The reader is assumed to be familiar with the DNS ([RFC1034] [RFC1035]) and the Domain Name System Security Extensions (DNSSEC) ([RFC4033] [RFC4034] [RFC4035] [RFC5155]).
The key words "MUST", "MUST NOT", "REQUIRED", "SHALL", "SHALL NOT", "SHOULD", "SHOULD NOT", "RECOMMENDED", "MAY", and "OPTIONAL" in this document are to be interpreted as described in RFC 2119 [RFC2119].
To begin, Section 2 describes introduces the problem space and motivations for this work. Then, Section 4 discusses the cases where a there are needs for discerning administrative boundaries in the DNS domain name space.
Many Internet resources and services, especially at the application layer, are identified primarily by DNS domain names [RFC1034]. As a result, domain names have become fundamental elements in building security policies and also in affecting user agent behaviour.
For example, domain names are used for defining the scope of HTTP state management "cookies" [RFC6265]. In addition there is a user interface convention that purports to display an "actual domain name" differently from other parts of a fully-qualified domain name, in an effort to decrease the success of phishing attacks. In this strategy, for instance, a domain name like "www.bank.example.com.attackersite.tld" is formatted to highlight that the actual domain name ends in "attackersite.tld", in the hope of reducing user's potential impression of visiting "www.bank.example.com".
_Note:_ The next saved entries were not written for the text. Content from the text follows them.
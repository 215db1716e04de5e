// src/simulator.rs
//! Monte Carlo batch simulation of scalar SDE sample paths.

use crate::error::{validation::*, SdeResult};
use crate::models::model::{SDEModel, SdeFunctions};
use crate::rng::{self, RngFactory};
use crate::solvers::euler_maruyama::EulerMaruyama;
use rand::Rng;
use rayon::prelude::*;
use std::f64;

/// A single simulated trajectory, including the initial state.
pub type Path = Vec<f64>;

/// Number of Euler-Maruyama steps on the grid over `[0, t]`
///
/// Truncating division: a horizon that is not an integer multiple of `dt`
/// drops the partial final interval, so no path steps past `t`.
pub fn step_count(dt: f64, t: f64) -> usize {
    (t / dt) as usize
}

/// Monte Carlo batch simulation of a scalar SDE via Euler-Maruyama
///
/// # Math Framework
///
/// Simulates the SDE:
/// ```text
/// dX_t = a(X_t, t) dt + b(X_t, t) dW_t
/// ```
///
/// on the uniform grid `t_j = j·dt`, `j = 0..n`, with `n = ⌊t/dt⌋`. Each
/// step applies:
/// ```text
/// X_j = X_{j-1} + a(X_{j-1}, t_j) Δt + b(X_{j-1}, t_j) √Δt Z_j
/// ```
/// where `Z_j ~ N(0,1)`.
///
/// # Draw Order
///
/// Every Brownian increment comes from the caller's generator in path-major
/// order: path 0 consumes its `n` draws first, then path 1, and so on. Two
/// calls with identically seeded generators produce bit-identical batches.
///
/// # Returns
///
/// One [`Path`] per simulation, each of length `n + 1` with `path[0] == x0`
/// exactly. `n_simulations == 0` yields an empty batch.
///
/// No validation or clamping is performed here. States that go negative or
/// non-finite are stored and carried into subsequent steps as-is.
pub fn solve<F, G, R>(
    drift: F,
    diffusion: G,
    x0: f64,
    dt: f64,
    t: f64,
    n_simulations: usize,
    rng: &mut R,
) -> Vec<Path>
where
    F: Fn(f64, f64) -> f64,
    G: Fn(f64, f64) -> f64,
    R: Rng + ?Sized,
{
    let model = SdeFunctions::new(drift, diffusion);
    solve_model(&model, x0, dt, t, n_simulations, rng)
}

/// Batch simulation for any [`SDEModel`], sharing one RNG stream
///
/// Same grid, draw order, and return contract as [`solve`].
pub fn solve_model<M, R>(
    model: &M,
    x0: f64,
    dt: f64,
    t: f64,
    n_simulations: usize,
    rng: &mut R,
) -> Vec<Path>
where
    M: SDEModel,
    R: Rng + ?Sized,
{
    let n_steps = step_count(dt, t);
    let mut batch = Vec::with_capacity(n_simulations);
    for _ in 0..n_simulations {
        batch.push(simulate_single_path(model, x0, dt, n_steps, rng));
    }
    batch
}

fn simulate_single_path<M, R>(model: &M, x0: f64, dt: f64, n_steps: usize, rng: &mut R) -> Path
where
    M: SDEModel,
    R: Rng + ?Sized,
{
    let mut path = Vec::with_capacity(n_steps + 1);
    path.push(x0);

    let mut x = x0;
    for j in 1..=n_steps {
        EulerMaruyama::step(model, &mut x, j as f64 * dt, dt, rng);
        path.push(x);
    }
    path
}

/// Configuration for seeded batch simulation
#[derive(Clone)]
pub struct SimConfig {
    pub x0: f64,
    pub dt: f64,
    pub t: f64,
    pub paths: usize,
    pub seed: u64,
}

impl SimConfig {
    /// Validate the simulation configuration
    ///
    /// `paths == 0` is accepted and produces an empty batch.
    pub fn validate(&self) -> SdeResult<()> {
        validate_finite("x0", self.x0)?;
        validate_positive("dt", self.dt)?;
        validate_positive("t", self.t)?;
        Ok(())
    }
}

impl Default for SimConfig {
    fn default() -> Self {
        SimConfig {
            x0: 1.0,
            dt: 0.01,
            t: 1.0,
            paths: 100,
            seed: 12345,
        }
    }
}

/// Sequential seeded simulation
///
/// Draws every increment from a single stream seeded with `cfg.seed`, in the
/// same path-major order as [`solve`].
///
/// # Errors
///
/// Returns `SdeError` for invalid configuration parameters.
pub fn simulate<M: SDEModel>(model: &M, cfg: &SimConfig) -> SdeResult<Vec<Path>> {
    cfg.validate()?;
    let mut rng = rng::seed_rng_from_u64(cfg.seed);
    Ok(solve_model(model, cfg.x0, cfg.dt, cfg.t, cfg.paths, &mut rng))
}

/// Parallel seeded simulation over a Rayon thread pool
///
/// Path `i` draws from its own stream seeded with `cfg.seed + i`, so the
/// batch is deterministic for a given seed regardless of thread count. The
/// per-path streams differ from the single stream used by [`simulate`], so
/// the two entry points agree in distribution but not bit-for-bit.
///
/// # Errors
///
/// Returns `SdeError` for invalid configuration parameters.
pub fn simulate_par<M: SDEModel + Sync>(model: &M, cfg: &SimConfig) -> SdeResult<Vec<Path>> {
    cfg.validate()?;
    let n_steps = step_count(cfg.dt, cfg.t);
    let factory = RngFactory::new(cfg.seed);

    let batch = (0..cfg.paths)
        .into_par_iter()
        .map(|i| {
            let mut rng = factory.create_std_rng(i as u64);
            simulate_single_path(model, cfg.x0, cfg.dt, n_steps, &mut rng)
        })
        .collect();

    Ok(batch)
}

#[cfg(test)]
mod tests {
    use super::*;

    #[test]
    fn test_step_count_exact_multiple() {
        assert_eq!(step_count(0.25, 1.0), 4);
        assert_eq!(step_count(0.01, 1.0), 100);
        assert_eq!(step_count(0.1, 1.0), 10);
    }

    #[test]
    fn test_step_count_truncates_partial_interval() {
        assert_eq!(step_count(0.3, 1.0), 3);
        assert_eq!(step_count(0.7, 1.0), 1);
        assert_eq!(step_count(2.0, 1.0), 0);
        // 0.3/0.1 is 2.9999999999999996 in binary; truncation keeps 2 steps
        assert_eq!(step_count(0.1, 0.3), 2);
    }

    #[test]
    fn test_config_defaults() {
        let cfg = SimConfig::default();
        assert_eq!(cfg.x0, 1.0);
        assert_eq!(cfg.dt, 0.01);
        assert_eq!(cfg.t, 1.0);
        assert_eq!(cfg.paths, 100);
        assert!(cfg.validate().is_ok());
    }

    #[test]
    fn test_config_rejects_bad_parameters() {
        let mut cfg = SimConfig::default();
        cfg.dt = -0.01;
        assert!(cfg.validate().is_err(), "Negative dt should be rejected");

        let mut cfg = SimConfig::default();
        cfg.t = 0.0;
        assert!(cfg.validate().is_err(), "Zero horizon should be rejected");

        let mut cfg = SimConfig::default();
        cfg.x0 = f64::NAN;
        assert!(cfg.validate().is_err(), "Non-finite x0 should be rejected");
    }

    #[test]
    fn test_config_accepts_zero_paths() {
        let cfg = SimConfig {
            paths: 0,
            ..Default::default()
        };
        assert!(cfg.validate().is_ok(), "Empty batch is a valid request");
    }
}
//! Local file frame source using FFmpeg.
//!
//! Packets from the best video stream are decoded in order and every frame is
//! converted to RGB24 at its native resolution.

use anyhow::{anyhow, Context, Result};
use ffmpeg_next as ffmpeg;
use std::path::Path;

use super::FrameSource;
use crate::frame::Frame;

pub(crate) struct FfmpegFileSource {
    input: ffmpeg::format::context::Input,
    stream_index: usize,
    decoder: ffmpeg::codec::decoder::Video,
    scaler: ffmpeg::software::scaling::Context,
    frame_count: u64,
    eof_sent: bool,
}

impl FfmpegFileSource {
    pub(crate) fn open(path: &Path) -> Result<Self> {
        ffmpeg::init().context("initialize ffmpeg")?;
        let input = ffmpeg::format::input(&path)
            .with_context(|| format!("failed to open '{}' with ffmpeg", path.display()))?;
        let input_stream = input
            .streams()
            .best(ffmpeg::media::Type::Video)
            .ok_or_else(|| anyhow!("{} has no video track", path.display()))?;
        let stream_index = input_stream.index();
        let context = ffmpeg::codec::context::Context::from_parameters(input_stream.parameters())
            .context("load video decoder parameters")?;
        let decoder = context
            .decoder()
            .video()
            .context("open ffmpeg video decoder")?;

        let scaler = ffmpeg::software::scaling::context::Context::get(
            decoder.format(),
            decoder.width(),
            decoder.height(),
            ffmpeg::util::format::pixel::Pixel::RGB24,
            decoder.width(),
            decoder.height(),
            ffmpeg::software::scaling::flag::Flags::BILINEAR,
        )
        .context("create ffmpeg scaler")?;

        log::debug!(
            "opened {} ({}x{}, stream {})",
            path.display(),
            decoder.width(),
            decoder.height(),
            stream_index
        );

        Ok(Self {
            input,
            stream_index,
            decoder,
            scaler,
            frame_count: 0,
            eof_sent: false,
        })
    }

    fn convert(&mut self, decoded: &ffmpeg::frame::Video) -> Result<Frame> {
        let mut rgb_frame = ffmpeg::frame::Video::empty();
        self.scaler
            .run(decoded, &mut rgb_frame)
            .context("scale frame to RGB")?;
        let (pixels, width, height) = frame_to_pixels(&rgb_frame)?;
        self.frame_count += 1;
        Frame::from_rgb(self.frame_count, pixels, width, height)
    }
}

impl FrameSource for FfmpegFileSource {
    fn next_frame(&mut self) -> Result<Option<Frame>> {
        let mut decoded = ffmpeg::frame::Video::empty();
        loop {
            if self.decoder.receive_frame(&mut decoded).is_ok() {
                return self.convert(&decoded).map(Some);
            }
            if self.eof_sent {
                return Ok(None);
            }

            let next_packet = self
                .input
                .packets()
                .find(|(stream, _)| stream.index() == self.stream_index)
                .map(|(_, packet)| packet);
            match next_packet {
                Some(packet) => self
                    .decoder
                    .send_packet(&packet)
                    .context("send packet to ffmpeg decoder")?,
                None => {
                    self.decoder.send_eof().context("flush ffmpeg decoder")?;
                    self.eof_sent = true;
                }
            }
        }
    }
}

fn frame_to_pixels(frame: &ffmpeg::frame::Video) -> Result<(Vec<u8>, u32, u32)> {
    let width = frame.width();
    let height = frame.height();
    let row_bytes = (width as usize) * 3;
    let stride = frame.stride(0);
    let data = frame.data(0);

    if stride == row_bytes {
        let packed = data
            .get(..row_bytes * height as usize)
            .context("ffmpeg frame buffer is shorter than its dimensions")?;
        return Ok((packed.to_vec(), width, height));
    }

    let mut pixels = Vec::with_capacity(row_bytes * height as usize);
    for row in 0..height as usize {
        let start = row * stride;
        let end = start + row_bytes;
        pixels.extend_from_slice(
            data.get(start..end)
                .context("ffmpeg frame row is out of bounds")?,
        );
    }

    Ok((pixels, width, height))
}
Issuers of X.509 certificates make judgements about administrative boundaries around domains when issuing the certificates. For some discussion of the relationship between domain names and X.509 certificates, see [RFC6125].
We can call the interpretation of domain names for these security policies a domain-use rule. The simplest rule, and the one most likely to work, is to treat each different domain name distinctly. Under this approach, foo.example.org, bar.example.org, and baz.example.org are all just different domains. Unfortunately, this approach is too naive to be useful. Often, the real control over domain names is the same in several names (in this example, example.org and its children). Therefore, clients have attempted to make more sophisticated rules around some idea of such shared control. We call such an area of shared control a "policy realm", and the control held by the administrator of policy realm the "policy authority".
Historically, rules were sometimes based on the DNS tree. Early rules made a firm distinction between top-level domains and everything else; but this was also too naive, and later attempts were based on inferences from the domain names themselves. That did not work well, because there is no way in the DNS to discover the boundaries of policy realms.
Some have attempted to use the boundary of zone cuts (i.e. the location of the zone's apex, which is at the SOA record; see [RFC1034] and [RFC1035]). That boundary is neither necessary nor sufficient for these purposes: it is possible for a large site to have many, administratively distinct subdomain-named sites without inserting an SOA record, and it is also possible that an administrative entity (like a company) might divide its domain up into different zones for administrative reasons unrelated to the names in that domain. It was also, prior to the advent of DNSSEC, difficult to find zone cuts. Regardless, the location of a zone cut is an administrative matter to do with the operation of the DNS itself, and not useful for determining relationships among policy realms.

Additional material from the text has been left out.